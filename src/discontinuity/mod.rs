// Detection and repair of tracking gaps
//
// A gap is a run of consecutive frames where a keypoint is missing. The pose
// model also flags whole frames as lost for an animal by writing a confidence
// of -1 on its keypoints; those runs are reported once per animal instead of
// once per bodypart.

pub mod repair;

use std::collections::HashSet;
use std::fmt;

use log::debug;
use serde::Serialize;

use crate::tracking::TrackingFile;

pub use repair::{
    InterpolationMethod, RepairReport, RepairSettings, count_fixed_points, fixed_points,
    normalize_interpolated, repair,
};

/// What a discontinuity covers.
#[derive(Clone, Copy, Debug, PartialEq, Eq, Hash, Serialize)]
pub enum GapScope {
    /// Every bodypart of the animal was lost in these frames
    Frame,
    /// A single bodypart was missing
    Bodypart(usize),
}

/// An inclusive run of frames `[start_frame, end_frame]` with missing data.
#[derive(Clone, Copy, Debug, PartialEq, Eq, Serialize)]
pub struct Discontinuity {
    pub animal: usize,
    pub scope: GapScope,
    pub start_frame: usize,
    pub end_frame: usize,
}

impl Discontinuity {
    pub fn len(&self) -> usize {
        self.end_frame - self.start_frame + 1
    }
}

impl fmt::Display for Discontinuity {
    fn fmt(&self, f: &mut fmt::Formatter<'_>) -> fmt::Result {
        let scope = match self.scope {
            GapScope::Frame => "all bodyparts".to_string(),
            GapScope::Bodypart(bodypart) => format!("bodypart {bodypart}"),
        };
        write!(
            f,
            "Animal {}, {}: frames {}-{} ({} frames)",
            self.animal + 1,
            scope,
            self.start_frame,
            self.end_frame,
            self.len()
        )
    }
}

/// Collects maximal runs of `true` from `(frame, flag)` pairs.
///
/// Frames that are not yielded at all neither open nor close a run.
fn runs(flags: impl Iterator<Item = (usize, bool)>, last_frame: usize) -> Vec<(usize, usize)> {
    let mut output = Vec::new();
    let mut open: Option<usize> = None;
    for (frame, flagged) in flags {
        match (flagged, open) {
            (true, None) => open = Some(frame),
            (false, Some(start)) => {
                output.push((start, frame - 1));
                open = None;
            }
            _ => {}
        }
    }
    if let Some(start) = open {
        output.push((start, last_frame));
    }
    output
}

/// Finds all discontinuities for the selected animals (all animals when the
/// selection is empty).
///
/// Results are ordered per animal: whole-frame gaps first, then per-bodypart
/// gaps by bodypart index.
pub fn detect(tracking: &TrackingFile, selected_animals: &[usize]) -> Vec<Discontinuity> {
    let mut discontinuities = Vec::new();
    let frames = &tracking.frames;
    let Some(first) = frames.first() else {
        return discontinuities;
    };

    let num_animals = first.animals().len();
    let num_bodyparts = first.animals().first().map(Vec::len).unwrap_or(0);
    let last_frame = frames.len() - 1;

    let animals: Vec<usize> = if selected_animals.is_empty() {
        (0..num_animals).collect()
    } else {
        selected_animals.to_vec()
    };

    for animal in animals {
        if animal >= num_animals {
            debug!("Skipping animal {} which is not in the data", animal);
            continue;
        }

        // frames where the model lost the whole animal
        let lost_frames = runs(
            frames.iter().enumerate().filter_map(|(frame_idx, frame)| {
                let keypoints = frame.animals().get(animal)?;
                let lost = keypoints
                    .iter()
                    .take(num_bodyparts)
                    .any(|keypoint| keypoint.is_lost_frame());
                Some((frame_idx, lost))
            }),
            last_frame,
        );
        let lost_set: HashSet<usize> = lost_frames
            .iter()
            .flat_map(|(start, end)| *start..=*end)
            .collect();
        discontinuities.extend(lost_frames.iter().map(|(start, end)| Discontinuity {
            animal,
            scope: GapScope::Frame,
            start_frame: *start,
            end_frame: *end,
        }));

        for bodypart in 0..num_bodyparts {
            let gaps = runs(
                frames
                    .iter()
                    .enumerate()
                    .filter(|(frame_idx, _)| !lost_set.contains(frame_idx))
                    .filter_map(|(frame_idx, frame)| {
                        let keypoint = frame.keypoint(animal, bodypart)?;
                        Some((frame_idx, keypoint.is_missing()))
                    }),
                last_frame,
            );
            discontinuities.extend(gaps.into_iter().map(|(start, end)| Discontinuity {
                animal,
                scope: GapScope::Bodypart(bodypart),
                start_frame: start,
                end_frame: end,
            }));
        }
    }

    debug!("Detected {} discontinuities", discontinuities.len());
    discontinuities
}
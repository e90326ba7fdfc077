// Error types for pawtrack

use snafu::Snafu;
use std::io;

#[derive(Debug, Snafu)]
pub enum PawtrackError {
    // Tracking data import errors
    #[snafu(display("Tracking file not found: {path}"))]
    TrackingFileNotFound { path: String },
    #[snafu(display("Error reading tracking file"))]
    TrackingLoaderError { source: io::Error },
    #[snafu(display("Invalid tracking data: {source}"))]
    InvalidTrackingData { source: serde_json::Error },
    #[snafu(display("No {what} with index {index} in the tracking data"))]
    IndexOutOfRange { what: String, index: usize },

    // Export errors
    #[snafu(display("Error writing export file"))]
    WriterError { source: io::Error },
    #[snafu(display("Error serializing export data"))]
    ExportSerializeError { source: serde_json::Error },
    #[snafu(display("Error writing CSV export"))]
    CsvExportError { source: csv::Error },

    // Config management errors
    #[snafu(display("Could not find application data directory to save config file"))]
    NoConfigDir,
    #[snafu(display("Error reading or writing config file"))]
    ConfigIOError { source: io::Error },
    #[snafu(display("Error parsing config file"))]
    ConfigSerializeError { source: serde_json::Error },

    // Analysis errors
    #[snafu(display("Not enough valid data points: need at least {required}, found {found}"))]
    NotEnoughData { required: usize, found: usize },
    #[snafu(display("Data points are degenerate ({reason}), density cannot be estimated"))]
    DegenerateData { reason: String },

    // Zone DSL errors
    #[snafu(display("Syntax error on line {line}: {text:?}"))]
    ZoneSyntax { line: usize, text: String },
    #[snafu(display("Invalid expression for '{name}' on line {line}: {expr:?}"))]
    ZoneExpression {
        name: String,
        line: usize,
        expr: String,
    },
    #[snafu(display("Invalid coords for '{name}' on line {line}: {reason}"))]
    ZoneCoordinates {
        name: String,
        line: usize,
        reason: String,
    },
    #[snafu(display("Polygon '{name}' is invalid on line {line}: {reason}"))]
    InvalidPolygon {
        name: String,
        line: usize,
        reason: String,
    },
    #[snafu(display("Invalid circle '{name}' on line {line}: {reason}"))]
    InvalidCircle {
        name: String,
        line: usize,
        reason: String,
    },
    #[snafu(display("Unknown zone '{zone}' referenced on line {line}"))]
    UnknownZoneReference { zone: String, line: usize },
    #[snafu(display("Resulting zone '{name}' is empty on line {line}"))]
    EmptyZone { name: String, line: usize },
    #[snafu(display("Zone '{name}' not found"))]
    UnknownZone { name: String },
    #[snafu(display("Error reading zone definition file"))]
    ZoneFileError { source: io::Error },

    // Viewer errors
    #[snafu(display("Could not start the viewer: {message}"))]
    ViewerError { message: String },

    // User input validation errors
    #[snafu(display("Invalid user input: {field} - {reason}"))]
    InvalidUserInput { field: String, reason: String },
}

◆ ◆ ◆

● Goal of the exercise
Reproduce the lines above, beginning at the line with "writing a confidence" and stopping after the line with "match (flagged, open)", exactly as they are.

● Result
// model also flags whole frames as lost for an animal by writing a confidence
// of -1 on its keypoints; those runs are reported once per animal instead of
// once per bodypart.

pub mod repair;

use std::collections::HashSet;
use std::fmt;

use log::debug;
use serde::Serialize;

use crate::tracking::TrackingFile;

pub use repair::{
    InterpolationMethod, RepairReport, RepairSettings, count_fixed_points, fixed_points,
    normalize_interpolated, repair,
};

/// What a discontinuity covers.
#[derive(Clone, Copy, Debug, PartialEq, Eq, Hash, Serialize)]
pub enum GapScope {
    /// Every bodypart of the animal was lost in these frames
    Frame,
    /// A single bodypart was missing
    Bodypart(usize),
}

/// An inclusive run of frames `[start_frame, end_frame]` with missing data.
#[derive(Clone, Copy, Debug, PartialEq, Eq, Serialize)]
pub struct Discontinuity {
    pub animal: usize,
    pub scope: GapScope,
    pub start_frame: usize,
    pub end_frame: usize,
}

impl Discontinuity {
    pub fn len(&self) -> usize {
        self.end_frame - self.start_frame + 1
    }
}

impl fmt::Display for Discontinuity {
    fn fmt(&self, f: &mut fmt::Formatter<'_>) -> fmt::Result {
        let scope = match self.scope {
            GapScope::Frame => "all bodyparts".to_string(),
            GapScope::Bodypart(bodypart) => format!("bodypart {bodypart}"),
        };
        write!(
            f,
            "Animal {}, {}: frames {}-{} ({} frames)",
            self.animal + 1,
            scope,
            self.start_frame,
            self.end_frame,
            self.len()
        )
    }
}

/// Collects maximal runs of `true` from `(frame, flag)` pairs.
///
/// Frames that are not yielded at all neither open nor close a run.
fn runs(flags: impl Iterator<Item = (usize, bool)>, last_frame: usize) -> Vec<(usize, usize)> {
    let mut output = Vec::new();
    let mut open: Option<usize> = None;
    for (frame, flagged) in flags {
        match (flagged, open) {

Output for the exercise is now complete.